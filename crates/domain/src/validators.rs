const MAX_NAME_LEN: usize = 253;
const MAX_LABEL_LEN: usize = 63;

/// Checks a domain name in presentation form, with or without the trailing dot.
pub fn validate_domain_name(name: &str) -> Result<(), String> {
    let trimmed = name.strip_suffix('.').unwrap_or(name);

    if trimmed.is_empty() {
        return Err("domain name cannot be empty".to_string());
    }
    if trimmed.len() > MAX_NAME_LEN {
        return Err(format!(
            "domain name cannot exceed {MAX_NAME_LEN} characters"
        ));
    }

    for label in trimmed.split('.') {
        validate_label(label)?;
    }
    Ok(())
}

/// Checks a single label (a wordlist candidate, an SRV service label).
///
/// Labels are restricted to ASCII letters, digits, `-`, `_` and `*`, the
/// characters that go on the wire exactly as written. Internationalized
/// labels must be given in their `xn--` form.
pub fn validate_label(label: &str) -> Result<(), String> {
    if label.is_empty() {
        return Err("empty label".to_string());
    }
    if label.len() > MAX_LABEL_LEN {
        return Err(format!(
            "label '{label}' exceeds {MAX_LABEL_LEN} characters"
        ));
    }
    if label.chars().any(|c| c.is_whitespace() || c.is_control()) {
        return Err(format!("label '{label}' contains whitespace"));
    }
    if let Some(c) = label.chars().find(|&c| !is_label_char(c)) {
        return Err(format!("label '{label}' contains unsupported character {c:?}"));
    }
    Ok(())
}

fn is_label_char(c: char) -> bool {
    c.is_ascii_alphanumeric() || matches!(c, '-' | '_' | '*')
}
pub mod ports;
pub mod services;
pub mod use_cases;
★ ★ ★ ★
ABOUT THIS EXERCISE:
Count how many lines in the entries contain "Result", then state that number alone.

EXERCISE ANSWER:
2